De Raad van State veroordeelde de Staat tot betaling van € 1.000,00 aan de vreemdeling als schadevergoeding voor de overschrijding van de redelijke termijn, en tot vergoeding van de proceskosten tot een bedrag van € 496,00. De uitspraak werd gedaan op 27 juli 2016.

Uitspraak

201509351/1/V3.
Datum uitspraak: 27 juli 2016
AFDELING
BESTUURSRECHTSPRAAK
Uitspraak met toepassing van artikel 8:54, eerste lid, van de Algemene wet bestuursrecht (hierna: de Awb) op het hoger beroep van:
[de vreemdeling],
appellant,
tegen de uitspraak van de rechtbank Den Haag, zittingsplaats Zwolle, van 26 november 2015 in zaak nr. 13/4928 in het geding tussen:
de vreemdeling
en
de staatssecretaris van Veiligheid en Justitie.
Procesverloop
Bij besluit van 11 december 2012 heeft de staatssecretaris, voor zover thans van belang, de aan de vreemdeling verleende verblijfsvergunning asiel voor onbepaalde tijd met terugwerkende kracht ingetrokken per 6 mei 2001 en tegen hem een inreisverbod uitgevaardigd. Dit besluit is aangehecht.
Bij uitspraak van 26 november 2015 heeft de rechtbank het daartegen door de vreemdeling ingestelde beroep, voor zover gericht tegen de intrekking van de verblijfsvergunning, niet-ontvankelijk verklaard en het beroep, voor zover gericht tegen het inreisverbod, ongegrond verklaard. Deze uitspraak is aangehecht.
Tegen deze uitspraak heeft de vreemdeling, vertegenwoordigd door mr. C.F. Roza, advocaat te Zwolle, hoger beroep ingesteld. Het hogerberoepschrift is aangehecht.
Desgevraagd heeft de minister van Veiligheid en Justitie (hierna: de minister) als vertegenwoordiger van de Staat der Nederlanden (hierna: de Staat) een standpunt ingenomen over schadevergoeding verband houdend met de lengte van de procedure.
Vervolgens is het onderzoek gesloten.
Overwegingen
1. Op 1 juli 2013 is de Wet nadeelcompensatie en schadevergoeding bij onrechtmatige besluiten (hierna: de Wns), voor zover betrekking hebbend op schadevergoeding, in werking getreden. Uit het in artikel IV, eerste lid, van de Wns neergelegde overgangsrecht volgt dat het recht zoals dat gold vóór inwerkingtreding van deze wet op dit geding van toepassing blijft.
2. Hetgeen in de grieven 1, 2 en 3 is aangevoerd kan niet tot vernietiging van de aangevallen uitspraak leiden. Omdat het aldus aangevoerde geen vragen opwerpt die in het belang van de rechtseenheid, de rechtsontwikkeling of de rechtsbescherming in algemene zin beantwoording behoeven, wordt, gelet op artikel 91, tweede lid, van de Vreemdelingenwet 2000, met dat oordeel volstaan.

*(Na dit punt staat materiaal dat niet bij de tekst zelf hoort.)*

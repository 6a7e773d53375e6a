// SPDX-License-Identifier: MIT

//! Input validation and upstream-failure tests.

use axum::{
    body::Body,
    http::{header, Request, StatusCode},
};
use tower::ServiceExt;

mod common;

#[tokio::test]
async fn test_navigate_rejects_unknown_action() {
    let (app, state) = common::create_test_app();
    let session = common::test_session();
    let cookie = common::session_cookie_header(&session, &state);

    let response = app
        .oneshot(
            Request::builder()
                .method("POST")
                .uri("/api/calendar/navigate")
                .header(header::COOKIE, cookie)
                .header(header::CONTENT_TYPE, "application/json")
                .body(Body::from(r#"{"action":"teleport"}"#))
                .unwrap(),
        )
        .await
        .unwrap();

    assert_eq!(response.status(), StatusCode::UNPROCESSABLE_ENTITY);
}

#[tokio::test]
async fn test_navigate_rejects_malformed_json() {
    let (app, state) = common::create_test_app();
    let session = common::test_session();
    let cookie = common::session_cookie_header(&session, &state);

    let response = app
        .oneshot(
            Request::builder()
                .method("POST")
                .uri("/api/calendar/navigate")
                .header(header::COOKIE, cookie)
                .header(header::CONTENT_TYPE, "application/json")
                .body(Body::from("{not json"))
                .unwrap(),
        )
        .await
        .unwrap();

    assert_eq!(response.status(), StatusCode::BAD_REQUEST);
}

#[tokio::test]
async fn test_navigate_out_of_range_month_is_noop() {
    let (app, state) = common::create_test_app();
    let session = common::test_session();
    let cookie = common::session_cookie_header(&session, &state);

    // select-month with month 13 leaves the year view unchanged
    let response = app
        .oneshot(
            Request::builder()
                .method("POST")
                .uri("/api/calendar/navigate")
                .header(header::COOKIE, cookie)
                .header(header::CONTENT_TYPE, "application/json")
                .body(Body::from(r#"{"action":"select-month","month":13}"#))
                .unwrap(),
        )
        .await
        .unwrap();

    assert_eq!(response.status(), StatusCode::OK);

    let body = axum::body::to_bytes(response.into_body(), 1024 * 64)
        .await
        .unwrap();
    let json: serde_json::Value = serde_json::from_slice(&body).unwrap();
    assert_eq!(json["kind"], "year");
}

#[tokio::test]
async fn test_activity_detail_rejects_non_numeric_id() {
    let (app, state) = common::create_test_app();
    let session = common::test_session();
    let cookie = common::session_cookie_header(&session, &state);

    let response = app
        .oneshot(
            Request::builder()
                .uri("/api/activities/not-a-number")
                .header(header::COOKIE, cookie)
                .body(Body::empty())
                .unwrap(),
        )
        .await
        .unwrap();

    assert_eq!(response.status(), StatusCode::BAD_REQUEST);
}

#[tokio::test]
async fn test_recent_activities_degrade_to_empty_list() {
    let (app, state) = common::create_test_app();
    let session = common::test_session();
    let cookie = common::session_cookie_header(&session, &state);

    // Cards degrade like the calendar does: an unreachable upstream
    // yields an empty list, not an error. This also pins the route
    // precedence: "recent" must not be captured as an activity id.
    let response = app
        .oneshot(
            Request::builder()
                .uri("/api/activities/recent?limit=10000")
                .header(header::COOKIE, cookie)
                .body(Body::empty())
                .unwrap(),
        )
        .await
        .unwrap();

    assert_eq!(response.status(), StatusCode::OK);

    let body = axum::body::to_bytes(response.into_body(), 4096)
        .await
        .unwrap();
    let json: serde_json::Value = serde_json::from_slice(&body).unwrap();
    assert_eq!(json, serde_json::json!([]));
}

#[tokio::test]
async fn test_activity_detail_propagates_upstream_failure() {
    let (app, state) = common::create_test_app();
    let session = common::test_session();
    let cookie = common::session_cookie_header(&session, &state);

    // Streams cannot be degraded like the calendar can; the handler
    // must surface the upstream failure.
    let response = app
        .oneshot(
            Request::builder()
                .uri("/api/activities/12345")
                .header(header::COOKIE, cookie)
                .body(Body::empty())
                .unwrap(),
        )
        .await
        .unwrap();

    assert_eq!(response.status(), StatusCode::BAD_GATEWAY);
}

#[tokio::test]
async fn test_expired_tokens_hit_refresh_and_fail_as_gateway_error() {
    let (app, state) = common::create_test_app();

    // Tokens already expired: every handler refreshes first, and with the
    // OAuth endpoint unreachable that surfaces as a gateway error.
    let mut session = common::test_session();
    session.tokens.expires_at = 0;
    let cookie = common::session_cookie_header(&session, &state);

    let response = app
        .oneshot(
            Request::builder()
                .uri("/api/calendar")
                .header(header::COOKIE, cookie)
                .body(Body::empty())
                .unwrap(),
        )
        .await
        .unwrap();

    assert_eq!(response.status(), StatusCode::BAD_GATEWAY);
}

#[tokio::test]
async fn test_security_headers_present_on_api_responses() {
    let (app, _) = common::create_test_app();

    let response = app
        .oneshot(
            Request::builder()
                .uri("/health")
                .body(Body::empty())
                .unwrap(),
        )
        .await
        .unwrap();

    let headers = response.headers();
    assert_eq!(headers.get("X-Content-Type-Options").unwrap(), "nosniff");
    assert_eq!(headers.get("X-Frame-Options").unwrap(), "DENY");
    assert_eq!(headers.get("Cache-Control").unwrap(), "no-store");
}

3. De vreemdeling heeft voorts betoogd dat de redelijke termijn is overschreden, omdat hij meer dan twee jaar op de uitspraak van de rechtbank heeft moeten wachten. Dit betoog moet tevens worden opgevat als een verzoek om schadevergoeding.
3.1. De vraag of de redelijke termijn is overschreden, wordt beoordeeld aan de hand van de omstandigheden van het geval. Daarbij zijn van betekenis de ingewikkeldheid van de zaak, de wijze waarop de zaak door het bestuursorgaan en de rechter is behandeld, het processuele gedrag van de betrokkene gedurende de hele procesgang en de aard van de maatregel en het daardoor getroffen belang van de betrokkene.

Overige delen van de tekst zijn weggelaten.